§ **Listed entries**:
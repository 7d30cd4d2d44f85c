//! Buy and sell transactions

use std::fmt;
use std::str::FromStr;

use chrono::{DateTime, Utc};
use rust_decimal::Decimal;
use serde::{Deserialize, Serialize};

use core_kernel::TransactionId;

use crate::error::FundError;
use crate::valuation::Valuation;

/// Direction of a transaction
#[derive(Debug, Clone, Copy, PartialEq, Eq, Hash, Serialize, Deserialize)]
pub enum TransactionType {
    /// Purchase of units for an amount of money
    Buy,
    /// Redemption of units for proceeds
    Sell,
}

impl TransactionType {
    /// Name of the user-supplied quantity that drives the calculation
    pub fn driving_quantity(&self) -> &'static str {
        match self {
            TransactionType::Buy => "Amount",
            TransactionType::Sell => "Units",
        }
    }
}

impl fmt::Display for TransactionType {
    fn fmt(&self, f: &mut fmt::Formatter<'_>) -> fmt::Result {
        match self {
            TransactionType::Buy => write!(f, "Buy"),
            TransactionType::Sell => write!(f, "Sell"),
        }
    }
}

impl FromStr for TransactionType {
    type Err = String;

    fn from_str(s: &str) -> Result<Self, Self::Err> {
        match s.trim().to_ascii_lowercase().as_str() {
            "buy" => Ok(TransactionType::Buy),
            "sell" => Ok(TransactionType::Sell),
            other => Err(format!("unknown transaction type: {}", other)),
        }
    }
}

/// A priced transaction record
///
/// `nav`, `fee` and `net` are always derived. For a Buy, `amount` is the
/// user's input and `units` is derived; for a Sell it is the other way
/// round and `amount` holds the gross (pre-fee) proceeds.
#[derive(Debug, Clone, PartialEq, Serialize, Deserialize)]
#[serde(rename_all = "camelCase")]
pub struct Transaction {
    /// Unique identifier, fixed at creation
    pub id: TransactionId,
    /// Code of the fund this transaction was priced against
    pub fund_code: String,
    /// Buy or Sell
    #[serde(rename = "type")]
    pub transaction_type: TransactionType,
    /// Money moved (Buy input, or Sell gross proceeds)
    #[serde(with = "rust_decimal::serde::arbitrary_precision")]
    pub amount: Decimal,
    /// Units moved (Buy derived, or Sell input)
    #[serde(with = "rust_decimal::serde::arbitrary_precision")]
    pub units: Decimal,
    /// Fund NAV captured when priced
    #[serde(with = "rust_decimal::serde::arbitrary_precision")]
    pub nav: Decimal,
    /// Fee charged
    #[serde(with = "rust_decimal::serde::arbitrary_precision")]
    pub fee: Decimal,
    /// Net cash amount after fee
    #[serde(with = "rust_decimal::serde::arbitrary_precision")]
    pub net: Decimal,
    /// Creation instant, never changed by edits
    pub timestamp: DateTime<Utc>,
}

impl Transaction {
    /// Creates a transaction from a valuation
    pub fn new(
        fund_code: impl Into<String>,
        transaction_type: TransactionType,
        valuation: Valuation,
        timestamp: DateTime<Utc>,
    ) -> Self {
        Self {
            id: TransactionId::new(),
            fund_code: fund_code.into(),
            transaction_type,
            amount: valuation.amount,
            units: valuation.units,
            nav: valuation.nav,
            fee: valuation.fee,
            net: valuation.net,
            timestamp,
        }
    }

    /// Re-prices this transaction in place, keeping id and timestamp
    pub fn reprice(
        &mut self,
        fund_code: impl Into<String>,
        transaction_type: TransactionType,
        valuation: Valuation,
    ) {
        self.fund_code = fund_code.into();
        self.transaction_type = transaction_type;
        self.amount = valuation.amount;
        self.units = valuation.units;
        self.nav = valuation.nav;
        self.fee = valuation.fee;
        self.net = valuation.net;
    }
}

/// What the user asked for: a fund, a direction, and one quantity
///
/// Only the quantity matching the direction is read: `amount` for a Buy,
/// `units` for a Sell.
#[derive(Debug, Clone, PartialEq, Serialize, Deserialize)]
#[serde(rename_all = "camelCase")]
pub struct TransactionRequest {
    pub fund_code: String,
    #[serde(rename = "type")]
    pub transaction_type: TransactionType,
    #[serde(default, with = "rust_decimal::serde::arbitrary_precision_option")]
    pub amount: Option<Decimal>,
    #[serde(default, with = "rust_decimal::serde::arbitrary_precision_option")]
    pub units: Option<Decimal>,
}

impl TransactionRequest {
    /// Creates a Buy request for an amount of money
    pub fn buy(fund_code: impl Into<String>, amount: Decimal) -> Self {
        Self {
            fund_code: fund_code.into(),
            transaction_type: TransactionType::Buy,
            amount: Some(amount),
            units: None,
        }
    }

    /// Creates a Sell request for a number of units
    pub fn sell(fund_code: impl Into<String>, units: Decimal) -> Self {
        Self {
            fund_code: fund_code.into(),
            transaction_type: TransactionType::Sell,
            amount: None,
            units: Some(units),
        }
    }

    /// Returns the quantity that drives the calculation
    ///
    /// # Errors
    ///
    /// Returns `FundError::MissingQuantity` if it was not supplied
    pub fn quantity(&self) -> Result<Decimal, FundError> {
        let quantity = match self.transaction_type {
            TransactionType::Buy => self.amount,
            TransactionType::Sell => self.units,
        };
        quantity.ok_or(FundError::MissingQuantity(self.transaction_type))
    }
}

§ **Work required**: Select every line of the material above holding the word "FundError" and copy it.

§ **Response to the exercise**:
use crate::error::FundError;
    /// Returns `FundError::MissingQuantity` if it was not supplied
    pub fn quantity(&self) -> Result<Decimal, FundError> {
        quantity.ok_or(FundError::MissingQuantity(self.transaction_type))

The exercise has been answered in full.